[Collected data entries]
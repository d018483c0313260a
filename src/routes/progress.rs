//! Derived progress: streaks and recent completion rate per routine.

use axum::{Extension, Json, extract::State};
use uuid::Uuid;

use super::{ApiError, ApiPath, get_services};
use crate::{AppState, db::DbError, middleware::Identity, models::RoutineProgress};

/// Progress for every active routine of the caller
#[cfg_attr(feature = "utoipa", utoipa::path(
    get,
    path = "/api/progress",
    tag = "progress",
    operation_id = "progress_list",
    responses(
        (status = 200, description = "Progress per active routine", body = Vec<RoutineProgress>),
        (status = 401, description = "No user identity", body = crate::routes::ErrorResponse),
    )
))]
#[tracing::instrument(name = "progress.list", skip_all)]
pub async fn list(
    State(state): State<AppState>,
    Extension(identity): Extension<Identity>,
) -> Result<Json<Vec<RoutineProgress>>, ApiError> {
    let services = get_services(&state)?;
    Ok(Json(services.progress.for_user(&identity.user_id).await?))
}

/// Progress for one routine
#[cfg_attr(feature = "utoipa", utoipa::path(
    get,
    path = "/api/routines/{id}/progress",
    tag = "progress",
    operation_id = "progress_get",
    params(("id" = Uuid, Path, description = "Routine ID")),
    responses(
        (status = 200, description = "Routine progress", body = RoutineProgress),
        (status = 404, description = "Routine not found or deleted", body = crate::routes::ErrorResponse),
    )
))]
#[tracing::instrument(name = "progress.get", skip(state, identity))]
pub async fn get(
    State(state): State<AppState>,
    Extension(identity): Extension<Identity>,
    ApiPath(id): ApiPath<Uuid>,
) -> Result<Json<RoutineProgress>, ApiError> {
    let services = get_services(&state)?;
    let progress = services
        .progress
        .for_routine(id, &identity.user_id)
        .await
        .map_err(|e| match e {
            DbError::NotFound => ApiError::routine_not_found(),
            other => other.into(),
        })?;
    Ok(Json(progress))
}

#[cfg(all(test, feature = "database-sqlite"))]
mod tests {
    use axum::http::StatusCode;
    use chrono::{Duration, Utc};
    use serde_json::json;

    use crate::routes::test_support::TestApp;

    #[tokio::test]
    async fn test_streak_counts_consecutive_days() {
        let app = TestApp::new().await;
        let id = app.create_routine("user-1", "Stretch").await;
        let today = Utc::now().date_naive();

        for offset in 0..3 {
            let (status, _) = app
                .post(
                    &format!("/api/routines/{id}/executions"),
                    "user-1",
                    json!({ "executed_on": today - Duration::days(offset) }),
                )
                .await;
            assert_eq!(status, StatusCode::CREATED);
        }

        let (status, body) = app.get(&format!("/api/routines/{id}/progress"), "user-1").await;
        assert_eq!(status, StatusCode::OK);
        assert_eq!(body["total_executions"], 3);
        assert_eq!(body["current_streak"], 3);
        assert_eq!(body["last_executed_on"], json!(today.to_string()));
    }

    #[tokio::test]
    async fn test_user_progress_skips_trashed_routines() {
        let app = TestApp::new().await;
        let kept = app.create_routine("user-1", "Kept").await;
        let trashed = app.create_routine("user-1", "Trashed").await;
        app.delete(&format!("/api/routines/{trashed}"), "user-1").await;

        let (status, body) = app.get("/api/progress", "user-1").await;
        assert_eq!(status, StatusCode::OK);
        let entries = body.as_array().unwrap();
        assert_eq!(entries.len(), 1);
        assert_eq!(entries[0]["routine_id"], json!(kept));

        let (status, _) = app
            .get(&format!("/api/routines/{trashed}/progress"), "user-1")
            .await;
        assert_eq!(status, StatusCode::NOT_FOUND);
    }
}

▶ [Exercise requirements]: Above are some records; repeat all of them exactly.

▶ [Reply]:
repository d018483c0313260a
filename src/routes/progress.rs
//! Derived progress: streaks and recent completion rate per routine.

use axum::{Extension, Json, extract::State};
use uuid::Uuid;

use super::{ApiError, ApiPath, get_services};
use crate::{AppState, db::DbError, middleware::Identity, models::RoutineProgress};

/// Progress for every active routine of the caller
#[cfg_attr(feature = "utoipa", utoipa::path(
    get,
    path = "/api/progress",
    tag = "progress",
    operation_id = "progress_list",
    responses(
        (status = 200, description = "Progress per active routine", body = Vec<RoutineProgress>),
        (status = 401, description = "No user identity", body = crate::routes::ErrorResponse),
    )
))]
#[tracing::instrument(name = "progress.list", skip_all)]
pub async fn list(
    State(state): State<AppState>,
    Extension(identity): Extension<Identity>,
) -> Result<Json<Vec<RoutineProgress>>, ApiError> {
    let services = get_services(&state)?;
    Ok(Json(services.progress.for_user(&identity.user_id).await?))
}

/// Progress for one routine
#[cfg_attr(feature = "utoipa", utoipa::path(
    get,
    path = "/api/routines/{id}/progress",
    tag = "progress",
    operation_id = "progress_get",
    params(("id" = Uuid, Path, description = "Routine ID")),
    responses(
        (status = 200, description = "Routine progress", body = RoutineProgress),
        (status = 404, description = "Routine not found or deleted", body = crate::routes::ErrorResponse),
    )
))]
#[tracing::instrument(name = "progress.get", skip(state, identity))]
pub async fn get(
    State(state): State<AppState>,
    Extension(identity): Extension<Identity>,
    ApiPath(id): ApiPath<Uuid>,
) -> Result<Json<RoutineProgress>, ApiError> {
    let services = get_services(&state)?;
    let progress = services
        .progress
        .for_routine(id, &identity.user_id)
        .await
        .map_err(|e| match e {
            DbError::NotFound => ApiError::routine_not_found(),
            other => other.into(),
        })?;
    Ok(Json(progress))
}

#[cfg(all(test, feature = "database-sqlite"))]
mod tests {
    use axum::http::StatusCode;
    use chrono::{Duration, Utc};
    use serde_json::json;

    use crate::routes::test_support::TestApp;

    #[tokio::test]
    async fn test_streak_counts_consecutive_days() {
        let app = TestApp::new().await;
        let id = app.create_routine("user-1", "Stretch").await;
        let today = Utc::now().date_naive();

        for offset in 0..3 {
            let (status, _) = app
                .post(
                    &format!("/api/routines/{id}/executions"),
                    "user-1",
                    json!({ "executed_on": today - Duration::days(offset) }),
                )
                .await;
            assert_eq!(status, StatusCode::CREATED);
        }

        let (status, body) = app.get(&format!("/api/routines/{id}/progress"), "user-1").await;
        assert_eq!(status, StatusCode::OK);
        assert_eq!(body["total_executions"], 3);
        assert_eq!(body["current_streak"], 3);
        assert_eq!(body["last_executed_on"], json!(today.to_string()));
    }

    #[tokio::test]
    async fn test_user_progress_skips_trashed_routines() {
        let app = TestApp::new().await;
        let kept = app.create_routine("user-1", "Kept").await;
        let trashed = app.create_routine("user-1", "Trashed").await;
        app.delete(&format!("/api/routines/{trashed}"), "user-1").await;

        let (status, body) = app.get("/api/progress", "user-1").await;
        assert_eq!(status, StatusCode::OK);
        let entries = body.as_array().unwrap();
        assert_eq!(entries.len(), 1);
        assert_eq!(entries[0]["routine_id"], json!(kept));

        let (status, _) = app
            .get(&format!("/api/routines/{trashed}/progress"), "user-1")
            .await;
        assert_eq!(status, StatusCode::NOT_FOUND);
    }
}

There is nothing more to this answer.